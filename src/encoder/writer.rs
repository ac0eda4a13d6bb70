//! Output surfaces for encoded symbols.
//!
//! A [`SymbolWriter`] receives one background fill and then one square per
//! dark module, already scaled and offset by the quiet zone.

use image::{GrayImage, Luma};

use crate::models::BitMatrix;

/// Destination for a rendered symbol
pub trait SymbolWriter {
    /// Pixels per module
    fn module_size(&self) -> usize {
        1
    }

    /// Light border around the symbol, in modules
    fn quiet_zone(&self) -> usize {
        4
    }

    /// Clear a square surface `extent` pixels on a side to light
    fn set_background(&mut self, extent: usize);

    /// Paint the `size` x `size` pixel square at (x, y) dark
    fn set_dark(&mut self, x: usize, y: usize, size: usize);
}

/// Paint `symbol` onto `writer` with its module size and quiet zone
pub fn write_symbol(symbol: &BitMatrix, writer: &mut impl SymbolWriter) {
    let n = symbol.dimension();
    let size = writer.module_size().max(1);
    let quiet = writer.quiet_zone();
    writer.set_background((n + 2 * quiet) * size);
    for y in 0..n {
        for x in 0..n {
            if symbol.get(x, y) {
                writer.set_dark((x + quiet) * size, (y + quiet) * size, size);
            }
        }
    }
}

/// Collects modules into a [`BitMatrix`] at one pixel per module
#[derive(Debug, Clone, Default)]
pub struct MatrixWriter {
    quiet_zone: usize,
    matrix: BitMatrix,
}

impl MatrixWriter {
    /// Symbol only, no quiet zone
    pub fn new() -> Self {
        Self::default()
    }

    /// Keep a light border of `quiet_zone` modules
    pub fn with_quiet_zone(quiet_zone: usize) -> Self {
        Self {
            quiet_zone,
            matrix: BitMatrix::default(),
        }
    }

    /// The collected modules
    pub fn into_matrix(self) -> BitMatrix {
        self.matrix
    }
}

impl SymbolWriter for MatrixWriter {
    fn quiet_zone(&self) -> usize {
        self.quiet_zone
    }

    fn set_background(&mut self, extent: usize) {
        self.matrix = BitMatrix::new(extent, extent);
    }

    fn set_dark(&mut self, x: usize, y: usize, size: usize) {
        self.matrix.set_region(x, y, size, size, true);
    }
}

/// Paints a grayscale image: 255 light, 0 dark
#[derive(Debug, Clone)]
pub struct ImageWriter {
    module_size: usize,
    quiet_zone: usize,
    image: GrayImage,
}

impl ImageWriter {
    /// Writer with the given pixels per module and quiet zone in modules
    pub fn new(module_size: usize, quiet_zone: usize) -> Self {
        Self {
            module_size: module_size.max(1),
            quiet_zone,
            image: GrayImage::new(0, 0),
        }
    }

    /// The painted image
    pub fn into_image(self) -> GrayImage {
        self.image
    }
}

impl Default for ImageWriter {
    fn default() -> Self {
        Self::new(4, 4)
    }
}

impl SymbolWriter for ImageWriter {
    fn module_size(&self) -> usize {
        self.module_size
    }

    fn quiet_zone(&self) -> usize {
        self.quiet_zone
    }

    fn set_background(&mut self, extent: usize) {
        self.image = GrayImage::from_pixel(extent as u32, extent as u32, Luma([255]));
    }

    fn set_dark(&mut self, x: usize, y: usize, size: usize) {
        let (width, height) = (self.image.width() as usize, self.image.height() as usize);
        for py in y..(y + size).min(height) {
            for px in x..(x + size).min(width) {
                self.image.put_pixel(px as u32, py as u32, Luma([0]));
            }
        }
    }
}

To do: Each entry should be duplicated exactly as it was given.

Task output:
filename src/encoder/writer.rs
repository ac0eda4a13d6bb70
//! Output surfaces for encoded symbols.
//!
//! A [`SymbolWriter`] receives one background fill and then one square per
//! dark module, already scaled and offset by the quiet zone.

use image::{GrayImage, Luma};

use crate::models::BitMatrix;

/// Destination for a rendered symbol
pub trait SymbolWriter {
    /// Pixels per module
    fn module_size(&self) -> usize {
        1
    }

    /// Light border around the symbol, in modules
    fn quiet_zone(&self) -> usize {
        4
    }

    /// Clear a square surface `extent` pixels on a side to light
    fn set_background(&mut self, extent: usize);

    /// Paint the `size` x `size` pixel square at (x, y) dark
    fn set_dark(&mut self, x: usize, y: usize, size: usize);
}

/// Paint `symbol` onto `writer` with its module size and quiet zone
pub fn write_symbol(symbol: &BitMatrix, writer: &mut impl SymbolWriter) {
    let n = symbol.dimension();
    let size = writer.module_size().max(1);
    let quiet = writer.quiet_zone();
    writer.set_background((n + 2 * quiet) * size);
    for y in 0..n {
        for x in 0..n {
            if symbol.get(x, y) {
                writer.set_dark((x + quiet) * size, (y + quiet) * size, size);
            }
        }
    }
}

/// Collects modules into a [`BitMatrix`] at one pixel per module
#[derive(Debug, Clone, Default)]
pub struct MatrixWriter {
    quiet_zone: usize,
    matrix: BitMatrix,
}

impl MatrixWriter {
    /// Symbol only, no quiet zone
    pub fn new() -> Self {
        Self::default()
    }

    /// Keep a light border of `quiet_zone` modules
    pub fn with_quiet_zone(quiet_zone: usize) -> Self {
        Self {
            quiet_zone,
            matrix: BitMatrix::default(),
        }
    }

    /// The collected modules
    pub fn into_matrix(self) -> BitMatrix {
        self.matrix
    }
}

impl SymbolWriter for MatrixWriter {
    fn quiet_zone(&self) -> usize {
        self.quiet_zone
    }

    fn set_background(&mut self, extent: usize) {
        self.matrix = BitMatrix::new(extent, extent);
    }

    fn set_dark(&mut self, x: usize, y: usize, size: usize) {
        self.matrix.set_region(x, y, size, size, true);
    }
}

/// Paints a grayscale image: 255 light, 0 dark
#[derive(Debug, Clone)]
pub struct ImageWriter {
    module_size: usize,
    quiet_zone: usize,
    image: GrayImage,
}

impl ImageWriter {
    /// Writer with the given pixels per module and quiet zone in modules
    pub fn new(module_size: usize, quiet_zone: usize) -> Self {
        Self {
            module_size: module_size.max(1),
            quiet_zone,
            image: GrayImage::new(0, 0),
        }
    }

    /// The painted image
    pub fn into_image(self) -> GrayImage {
        self.image
    }
}

impl Default for ImageWriter {
    fn default() -> Self {
        Self::new(4, 4)
    }
}

impl SymbolWriter for ImageWriter {
    fn module_size(&self) -> usize {
        self.module_size
    }

    fn quiet_zone(&self) -> usize {
        self.quiet_zone
    }

    fn set_background(&mut self, extent: usize) {
        self.image = GrayImage::from_pixel(extent as u32, extent as u32, Luma([255]));
    }

    fn set_dark(&mut self, x: usize, y: usize, size: usize) {
        let (width, height) = (self.image.width() as usize, self.image.height() as usize);
        for py in y..(y + size).min(height) {
            for px in x..(x + size).min(width) {
                self.image.put_pixel(px as u32, py as u32, Luma([0]));
            }
        }
    }
}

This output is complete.